Tawnshi means "hello" in Michif, the language of the Metis.
It is also the name of a new Indigenous-owned charcuterie delivery service based in Vancouver. Tawnshi charcuterie boxes are filled with foraged seasonal ingredients, cured meats, cheeses, preserves and baked goods that celebrate Indigenous culture and connection to the land.
Partners in life and business Marina LeClair and Trevor Jansen, self-identified consummate hosts and real foodies, founded the business last year after COVID interrupted their work and social connections.
"Our place was a central hub for social gatherings. We loved connecting conversations over great food," they share with V.I.A. over email.
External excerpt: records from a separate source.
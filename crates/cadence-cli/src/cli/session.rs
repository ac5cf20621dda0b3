//! Session management CLI commands: list, cleanup, event.

use anyhow::{Context, Result, bail};
use chrono::{Duration, Utc};
use comfy_table::{Cell, Color, ContentArrangement, Table, presets};
use console::style;
use serde_json::Value;

use cadence_types::state::{Session, SessionEvent, SessionFilter, SessionStatus};

use crate::state::AppState;

/// List stored sessions, newest first.
///
/// # Examples
///
/// ```bash
/// cadence sessions list --status waiting
/// cadence sessions list --workflow review --json
/// ```
pub async fn list_sessions(
    state: &AppState,
    status: Option<&str>,
    workflow: Option<String>,
    limit: usize,
    json: bool,
) -> Result<()> {
    let status = status
        .map(str::parse::<SessionStatus>)
        .transpose()
        .map_err(anyhow::Error::msg)?;
    let filter = SessionFilter {
        status,
        workflow_name: workflow,
        older_than: None,
        limit: Some(limit),
    };

    let sessions = state
        .repository
        .list_sessions(&filter)
        .await
        .context("Failed to list sessions")?;

    if json {
        let out: Vec<Value> = sessions.iter().map(session_json).collect();
        println!("{}", serde_json::to_string_pretty(&out)?);
        return Ok(());
    }

    if sessions.is_empty() {
        println!();
        println!(
            "  {} No sessions found. Start one with: {}",
            style("i").blue().bold(),
            style("cadence run <workflow.yml>").yellow()
        );
        println!();
        return Ok(());
    }

    let mut table = Table::new();
    table.load_preset(presets::UTF8_FULL_CONDENSED);
    table.set_content_arrangement(ContentArrangement::Dynamic);

    table.set_header(vec![
        Cell::new("Workflow").fg(Color::White),
        Cell::new("Session").fg(Color::White),
        Cell::new("Status").fg(Color::White),
        Cell::new("Step").fg(Color::White),
        Cell::new("Updated").fg(Color::White),
    ]);

    for session in &sessions {
        let status_cell = match session.status {
            SessionStatus::Running => Cell::new("running").fg(Color::Blue),
            SessionStatus::Waiting => Cell::new("waiting").fg(Color::Yellow),
            SessionStatus::Completed => Cell::new("completed").fg(Color::Green),
            SessionStatus::Failed => Cell::new("failed").fg(Color::Red),
        };

        table.add_row(vec![
            Cell::new(&session.workflow_name).fg(Color::Cyan),
            Cell::new(session.key()).fg(Color::White),
            status_cell,
            Cell::new(session.current_step.as_deref().unwrap_or("-")).fg(Color::DarkGrey),
            Cell::new(session.updated_at.format("%Y-%m-%d %H:%M").to_string()).fg(Color::DarkGrey),
        ]);
    }

    println!();
    println!("{table}");
    println!();
    println!(
        "  {} session{}",
        style(sessions.len()).bold(),
        if sessions.len() == 1 { "" } else { "s" }
    );
    println!();

    Ok(())
}

fn session_json(session: &Session) -> Value {
    serde_json::json!({
        "key": session.key(),
        "workflow_name": session.workflow_name,
        "workflow_path": session.workflow_path,
        "timestamp": session.timestamp.as_str(),
        "status": session.status.as_str(),
        "current_step": session.current_step,
        "created_at": session.created_at.to_rfc3339(),
        "updated_at": session.updated_at.to_rfc3339(),
    })
}

/// Delete sessions created more than `days` days ago.
pub async fn cleanup_sessions(state: &AppState, days: u32, json: bool) -> Result<()> {
    let cutoff = Utc::now() - Duration::days(i64::from(days));
    let removed = state
        .repository
        .cleanup_sessions(cutoff)
        .await
        .context("Failed to clean up sessions")?;

    tracing::info!(removed, days, "cleaned up sessions");

    if json {
        let out = serde_json::json!({ "removed": removed, "older_than_days": days });
        println!("{}", serde_json::to_string_pretty(&out)?);
    } else {
        println!();
        println!(
            "  {} Removed {} session{} older than {} day{}",
            style("*").green().bold(),
            style(removed).bold(),
            if removed == 1 { "" } else { "s" },
            days,
            if days == 1 { "" } else { "s" }
        );
        println!();
    }
    Ok(())
}

/// Parse an event payload: JSON when it parses, otherwise the raw string.
pub fn parse_payload(raw: Option<&str>) -> Value {
    match raw {
        None => Value::Null,
        Some(raw) => serde_json::from_str(raw).unwrap_or_else(|_| Value::String(raw.to_string())),
    }
}

/// Store an external event on a session.
pub async fn add_event(
    state: &AppState,
    session_key: &str,
    name: &str,
    payload: Option<&str>,
    json: bool,
) -> Result<()> {
    if !session_key.contains('/') {
        bail!("Session key '{session_key}' should look like <workflow_key>/<timestamp>");
    }
    let event = SessionEvent {
        name: name.to_string(),
        payload: parse_payload(payload),
        created_at: Utc::now(),
    };

    state
        .repository
        .add_event(session_key, &event)
        .await
        .with_context(|| format!("Failed to add event to session '{session_key}'"))?;

    if json {
        let out = serde_json::json!({
            "session": session_key,
            "name": event.name,
            "payload": event.payload,
        });
        println!("{}", serde_json::to_string_pretty(&out)?);
    } else {
        println!();
        println!(
            "  {} Event '{}' delivered to {}",
            style("*").green().bold(),
            style(name).cyan(),
            style(session_key).dim()
        );
        println!();
    }
    Ok(())
}
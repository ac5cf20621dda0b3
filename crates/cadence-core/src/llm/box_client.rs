//! BoxCompletionClient -- object-safe dynamic dispatch wrapper for CompletionClient.
//!
//! 1. Define an object-safe `CompletionClientDyn` trait with boxed futures
//! 2. Blanket-impl `CompletionClientDyn` for all `T: CompletionClient`
//! 3. `BoxCompletionClient` wraps `Box<dyn CompletionClientDyn>` and delegates

use std::future::Future;
use std::pin::Pin;

use cadence_types::llm::{CompletionError, CompletionRequest, CompletionResponse};

use super::client::CompletionClient;

/// Object-safe version of [`CompletionClient`] with boxed futures.
pub trait CompletionClientDyn: Send + Sync {
    fn name(&self) -> &str;

    fn complete_boxed<'a>(
        &'a self,
        request: &'a CompletionRequest,
    ) -> Pin<Box<dyn Future<Output = Result<CompletionResponse, CompletionError>> + Send + 'a>>;
}

/// Blanket implementation: any `CompletionClient` automatically implements `CompletionClientDyn`.
impl<T: CompletionClient> CompletionClientDyn for T {
    fn name(&self) -> &str {
        CompletionClient::name(self)
    }

    fn complete_boxed<'a>(
        &'a self,
        request: &'a CompletionRequest,
    ) -> Pin<Box<dyn Future<Output = Result<CompletionResponse, CompletionError>> + Send + 'a>> {
        Box::pin(self.complete(request))
    }
}

/// Type-erased completion client chosen at engine construction time.
///
/// Since `CompletionClient` uses RPITIT, it cannot be used as a trait object
/// directly. `BoxCompletionClient` provides equivalent methods that delegate
/// to the inner `CompletionClientDyn` trait object.
pub struct BoxCompletionClient {
    inner: Box<dyn CompletionClientDyn + Send + Sync>,
}

impl BoxCompletionClient {
    /// Wrap a concrete `CompletionClient` in a type-erased box.
    pub fn new<T: CompletionClient + 'static>(client: T) -> Self {
        Self {
            inner: Box::new(client),
        }
    }

    pub fn name(&self) -> &str {
        self.inner.name()
    }

    pub async fn complete(
        &self,
        request: &CompletionRequest,
    ) -> Result<CompletionResponse, CompletionError> {
        self.inner.complete_boxed(request).await
    }
}

impl std::fmt::Debug for BoxCompletionClient {
    fn fmt(&self, f: &mut std::fmt::Formatter<'_>) -> std::fmt::Result {
        f.debug_struct("BoxCompletionClient")
            .field("name", &self.name())
            .finish()
    }
}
LeClair is Metis, from the Red River settlement in Manitoba, with a background in hospitality and the service industry and Jansen comes from the Gitksan Nation in northern B.C. and has over 15 years of experience in business, marketing, and content creation.
LeClair had been dreaming of starting her own hospitality business and when the pandemic put both her and Jansen out of work and she says they had a lot of time to think about what to do next.
"We knew a few things: we wanted to create our own business, we wanted to make our families proud, and we wanted to honour our heritage," she explains.
Looking at the growing food delivery market, the pair noticed a gap in Indigenous representation. "All the charcuterie boards were very Euro-centric," they say. "There were lots of options but no real choices. The idea of an Indigenous charcuterie box was fresh and new to the market."
While Tawnshi boxes include culturally significant dishes like cured salmon and bannock there is also an emphasis on education. Every box comes with a QR code to scan and learn more about the ingredients and how to properly enjoy them.
There are five box options to choose from including personal and share sizes and a bannock and cookie box. No two are exactly the same and will change with the seasons or as new Indigenous products are discovered but people can expect fresh fruits and vegetables, assorted jellies, dulce (also known as sea bacon), cheeses, pickled preserves, and nuts.
As they've built the business, LeClair and Jansen share that one of their favourite things to hear is that the boxes are conversation starters. "People open up about their connections to Indigenous people, places, and heritage in their lives."
Jansen and LeClair say their charcuterie business "represents an invitation to look back and appreciate indigenous culture. It is also a way to look forward, through conversations over food."